Go through the data below and return each line where the string "HistoryService" appears.

(Records contained in a dataset)
________________
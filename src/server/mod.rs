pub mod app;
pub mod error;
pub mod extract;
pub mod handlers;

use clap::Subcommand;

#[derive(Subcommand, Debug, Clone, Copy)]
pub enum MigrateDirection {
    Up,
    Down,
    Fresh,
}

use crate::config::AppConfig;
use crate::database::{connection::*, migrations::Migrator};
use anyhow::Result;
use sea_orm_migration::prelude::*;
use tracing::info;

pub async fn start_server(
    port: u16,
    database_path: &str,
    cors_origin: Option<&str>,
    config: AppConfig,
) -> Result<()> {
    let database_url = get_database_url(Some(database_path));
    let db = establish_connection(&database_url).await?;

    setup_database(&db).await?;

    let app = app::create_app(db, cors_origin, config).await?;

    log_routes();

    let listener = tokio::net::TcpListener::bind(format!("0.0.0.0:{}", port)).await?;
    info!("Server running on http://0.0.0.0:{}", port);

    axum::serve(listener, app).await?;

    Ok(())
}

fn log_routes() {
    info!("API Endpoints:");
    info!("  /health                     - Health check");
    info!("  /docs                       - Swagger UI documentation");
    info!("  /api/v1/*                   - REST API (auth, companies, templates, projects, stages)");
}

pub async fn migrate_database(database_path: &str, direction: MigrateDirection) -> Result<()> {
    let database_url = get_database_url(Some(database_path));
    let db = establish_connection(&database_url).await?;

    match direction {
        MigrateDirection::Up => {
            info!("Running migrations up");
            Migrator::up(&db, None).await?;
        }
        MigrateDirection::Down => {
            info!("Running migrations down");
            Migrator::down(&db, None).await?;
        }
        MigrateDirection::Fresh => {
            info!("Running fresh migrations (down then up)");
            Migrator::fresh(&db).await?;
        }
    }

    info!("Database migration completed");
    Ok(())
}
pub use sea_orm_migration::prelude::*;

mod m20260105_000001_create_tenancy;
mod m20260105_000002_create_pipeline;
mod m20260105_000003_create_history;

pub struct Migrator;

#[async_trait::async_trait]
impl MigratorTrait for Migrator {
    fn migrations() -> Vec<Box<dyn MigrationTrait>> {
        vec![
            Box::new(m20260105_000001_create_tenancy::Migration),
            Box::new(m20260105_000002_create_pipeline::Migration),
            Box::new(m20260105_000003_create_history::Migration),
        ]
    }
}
________________
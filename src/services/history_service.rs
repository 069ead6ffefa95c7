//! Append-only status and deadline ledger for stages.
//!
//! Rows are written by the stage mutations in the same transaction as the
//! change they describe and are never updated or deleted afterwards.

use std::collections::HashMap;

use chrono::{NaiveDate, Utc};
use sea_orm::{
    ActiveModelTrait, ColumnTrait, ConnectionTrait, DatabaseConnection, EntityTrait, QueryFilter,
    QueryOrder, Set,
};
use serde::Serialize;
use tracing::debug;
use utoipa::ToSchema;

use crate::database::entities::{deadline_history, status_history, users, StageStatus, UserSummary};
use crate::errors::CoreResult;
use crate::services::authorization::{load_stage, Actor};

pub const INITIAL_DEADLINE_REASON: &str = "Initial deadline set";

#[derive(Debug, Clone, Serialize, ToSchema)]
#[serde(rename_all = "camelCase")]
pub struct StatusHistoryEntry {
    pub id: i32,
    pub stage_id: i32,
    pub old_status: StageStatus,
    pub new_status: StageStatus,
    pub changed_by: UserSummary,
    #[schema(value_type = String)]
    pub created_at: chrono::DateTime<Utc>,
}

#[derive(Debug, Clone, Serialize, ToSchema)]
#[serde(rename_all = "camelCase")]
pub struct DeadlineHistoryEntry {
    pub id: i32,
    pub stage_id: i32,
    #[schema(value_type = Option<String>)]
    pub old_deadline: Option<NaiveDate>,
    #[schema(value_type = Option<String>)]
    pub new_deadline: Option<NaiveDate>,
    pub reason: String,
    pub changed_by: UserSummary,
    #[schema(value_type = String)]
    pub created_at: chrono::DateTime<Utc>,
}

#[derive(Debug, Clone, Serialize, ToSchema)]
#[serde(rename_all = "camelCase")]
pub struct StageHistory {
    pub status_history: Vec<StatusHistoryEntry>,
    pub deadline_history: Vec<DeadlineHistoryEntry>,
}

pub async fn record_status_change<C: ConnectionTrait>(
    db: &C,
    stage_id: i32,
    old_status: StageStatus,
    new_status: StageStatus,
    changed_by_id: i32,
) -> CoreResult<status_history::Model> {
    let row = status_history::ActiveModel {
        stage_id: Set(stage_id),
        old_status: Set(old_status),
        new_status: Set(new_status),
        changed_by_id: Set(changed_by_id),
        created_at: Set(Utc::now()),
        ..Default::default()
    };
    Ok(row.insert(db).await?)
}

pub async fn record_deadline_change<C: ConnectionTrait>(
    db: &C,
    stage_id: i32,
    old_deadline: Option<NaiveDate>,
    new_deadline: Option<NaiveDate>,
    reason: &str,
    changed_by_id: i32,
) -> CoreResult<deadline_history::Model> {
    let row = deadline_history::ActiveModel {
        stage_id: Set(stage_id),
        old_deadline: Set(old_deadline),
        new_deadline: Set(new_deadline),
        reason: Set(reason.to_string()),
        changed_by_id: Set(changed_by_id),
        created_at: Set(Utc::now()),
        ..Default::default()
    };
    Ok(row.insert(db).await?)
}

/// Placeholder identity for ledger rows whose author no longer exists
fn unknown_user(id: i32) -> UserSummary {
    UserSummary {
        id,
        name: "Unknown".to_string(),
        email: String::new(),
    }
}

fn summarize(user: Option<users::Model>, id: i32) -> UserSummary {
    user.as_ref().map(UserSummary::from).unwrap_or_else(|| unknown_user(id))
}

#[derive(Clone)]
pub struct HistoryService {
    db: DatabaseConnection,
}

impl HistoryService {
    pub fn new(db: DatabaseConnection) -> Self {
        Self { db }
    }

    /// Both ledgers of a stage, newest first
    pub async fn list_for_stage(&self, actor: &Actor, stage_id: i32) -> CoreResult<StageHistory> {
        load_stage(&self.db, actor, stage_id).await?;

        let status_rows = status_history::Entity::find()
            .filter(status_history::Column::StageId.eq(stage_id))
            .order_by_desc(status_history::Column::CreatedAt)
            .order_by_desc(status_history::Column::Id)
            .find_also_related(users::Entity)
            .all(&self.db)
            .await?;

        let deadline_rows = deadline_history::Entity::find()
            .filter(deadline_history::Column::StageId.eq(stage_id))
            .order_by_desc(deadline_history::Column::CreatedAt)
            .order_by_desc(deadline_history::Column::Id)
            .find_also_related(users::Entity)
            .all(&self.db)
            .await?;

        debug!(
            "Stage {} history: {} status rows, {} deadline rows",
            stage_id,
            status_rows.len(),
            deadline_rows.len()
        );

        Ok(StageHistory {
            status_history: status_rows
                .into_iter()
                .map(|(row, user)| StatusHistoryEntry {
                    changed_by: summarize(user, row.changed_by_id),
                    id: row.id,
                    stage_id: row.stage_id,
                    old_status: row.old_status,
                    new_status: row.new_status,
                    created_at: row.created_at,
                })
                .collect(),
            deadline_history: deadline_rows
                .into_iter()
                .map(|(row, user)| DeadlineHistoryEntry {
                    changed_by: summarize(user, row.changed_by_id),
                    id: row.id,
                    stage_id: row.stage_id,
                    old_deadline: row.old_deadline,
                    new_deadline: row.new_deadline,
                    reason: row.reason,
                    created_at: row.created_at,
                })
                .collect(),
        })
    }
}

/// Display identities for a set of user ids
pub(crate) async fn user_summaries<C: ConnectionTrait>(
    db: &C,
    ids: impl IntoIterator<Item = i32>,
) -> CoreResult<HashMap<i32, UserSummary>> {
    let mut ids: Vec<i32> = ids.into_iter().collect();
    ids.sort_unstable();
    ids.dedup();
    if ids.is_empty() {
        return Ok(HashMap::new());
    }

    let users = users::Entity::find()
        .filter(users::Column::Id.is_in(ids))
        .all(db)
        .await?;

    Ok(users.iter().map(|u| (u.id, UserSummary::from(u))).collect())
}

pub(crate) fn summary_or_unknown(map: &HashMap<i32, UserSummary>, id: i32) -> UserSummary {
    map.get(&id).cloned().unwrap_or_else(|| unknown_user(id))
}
________________
• _Your response_:
pub struct HistoryService {
impl HistoryService {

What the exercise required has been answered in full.